From the entries, copy each line that includes "initialized".

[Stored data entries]
* * * * *

//! RKE2ControlPlane CRD
//!
//! Describes the control plane of a Cluster. The bootstrap controller reads
//! `serverConfig` and `manifestsConfigMapReference` when rendering server
//! nodes, and `status.availableServerIPs` when joining new nodes. The control
//! plane controller owns the status.

use kube::CustomResource;
use schemars::JsonSchema;
use serde::{Deserialize, Serialize};

use crate::conditions::{Condition, Conditioned};
use crate::references::ObjectReference;

#[derive(CustomResource, Debug, Clone, Default, Serialize, Deserialize, JsonSchema, PartialEq)]
#[kube(
    group = "controlplane.cluster.x-k8s.io",
    version = "v1alpha1",
    kind = "RKE2ControlPlane",
    namespaced,
    status = "RKE2ControlPlaneStatus",
    shortname = "rke2cp"
)]
#[serde(rename_all = "camelCase")]
pub struct RKE2ControlPlaneSpec {
    /// Desired number of control plane machines
    #[serde(default, skip_serializing_if = "Option::is_none")]
    pub replicas: Option<i32>,

    /// RKE2 version for control plane machines
    #[serde(default, skip_serializing_if = "Option::is_none")]
    pub version: Option<String>,

    #[serde(default)]
    pub server_config: RKE2ServerConfig,

    /// ConfigMap whose keys are written as auto-deploy manifests on the
    /// initial server
    #[serde(default, skip_serializing_if = "Option::is_none")]
    pub manifests_config_map_reference: Option<ObjectReference>,
}

/// Server-only settings rendered into config.yaml
#[derive(Debug, Clone, Default, Serialize, Deserialize, JsonSchema, PartialEq)]
#[serde(rename_all = "camelCase")]
pub struct RKE2ServerConfig {
    /// CNI plugin (e.g., "canal", "calico", "cilium", "none")
    #[serde(default, skip_serializing_if = "Option::is_none")]
    pub cni: Option<String>,

    /// Extra SANs for the serving certificate
    #[serde(default, skip_serializing_if = "Vec::is_empty")]
    pub tls_san: Vec<String>,

    /// Packaged components to disable (e.g., "rke2-ingress-nginx")
    #[serde(default, skip_serializing_if = "Vec::is_empty")]
    pub disable_components: Vec<String>,

    #[serde(default, skip_serializing_if = "Option::is_none")]
    pub cloud_provider_name: Option<String>,

    /// ConfigMap with a `cloud-config` key passed to the cloud provider
    #[serde(default, skip_serializing_if = "Option::is_none")]
    pub cloud_provider_config_map: Option<ObjectReference>,

    #[serde(default, skip_serializing_if = "Option::is_none")]
    pub cluster_domain: Option<String>,

    #[serde(default, skip_serializing_if = "Option::is_none")]
    pub cluster_cidr: Option<String>,

    #[serde(default, skip_serializing_if = "Option::is_none")]
    pub service_cidr: Option<String>,

    #[serde(default, skip_serializing_if = "Option::is_none")]
    pub etcd: Option<EtcdConfig>,
}

#[derive(Debug, Clone, Default, Serialize, Deserialize, JsonSchema, PartialEq)]
#[serde(rename_all = "camelCase")]
pub struct EtcdConfig {
    #[serde(default)]
    pub expose_metrics: bool,

    #[serde(default, skip_serializing_if = "Option::is_none")]
    pub snapshot_schedule_cron: Option<String>,

    #[serde(default, skip_serializing_if = "Option::is_none")]
    pub snapshot_retention: Option<String>,

    #[serde(default)]
    pub disable_snapshots: bool,
}

#[derive(Debug, Clone, Default, Serialize, Deserialize, JsonSchema, PartialEq)]
#[serde(rename_all = "camelCase")]
pub struct RKE2ControlPlaneStatus {
    /// Addresses of control plane machines whose agent is healthy
    #[serde(default, rename = "availableServerIPs", skip_serializing_if = "Vec::is_empty")]
    pub available_server_ips: Vec<String>,

    /// Set once the first server is ready; never cleared
    #[serde(default)]
    pub initialized: bool,

    #[serde(default)]
    pub ready: bool,

    #[serde(default)]
    pub replicas: i32,

    #[serde(default)]
    pub ready_replicas: i32,

    #[serde(default, skip_serializing_if = "Option::is_none")]
    pub observed_generation: Option<i64>,

    #[serde(default, skip_serializing_if = "Vec::is_empty")]
    pub conditions: Vec<Condition>,
}

impl Conditioned for RKE2ControlPlaneStatus {
    fn conditions(&self) -> &[Condition] {
        &self.conditions
    }
    fn conditions_mut(&mut self) -> &mut Vec<Condition> {
        &mut self.conditions
    }
}

impl RKE2ControlPlane {
    /// First healthy server address, used as the join endpoint
    pub fn first_available_server(&self) -> Option<&str> {
        self.status
            .as_ref()?
            .available_server_ips
            .first()
            .map(String::as_str)
    }
}

#[cfg(test)]
mod tests {
    use super::*;

    #[test]
    fn test_available_server_ips_field_name() {
        let status: RKE2ControlPlaneStatus = serde_json::from_value(serde_json::json!({
            "availableServerIPs": ["10.0.0.10", "10.0.0.11"],
            "initialized": true
        }))
        .expect("status decodes");
        assert_eq!(status.available_server_ips.len(), 2);

        let mut control_plane = RKE2ControlPlane::new("prod-control-plane", RKE2ControlPlaneSpec::default());
        assert!(control_plane.first_available_server().is_none());
        control_plane.status = Some(status);
        assert_eq!(control_plane.first_available_server(), Some("10.0.0.10"));
    }
}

* * * * *

- Exercise output -
    pub initialized: bool,
            "initialized": true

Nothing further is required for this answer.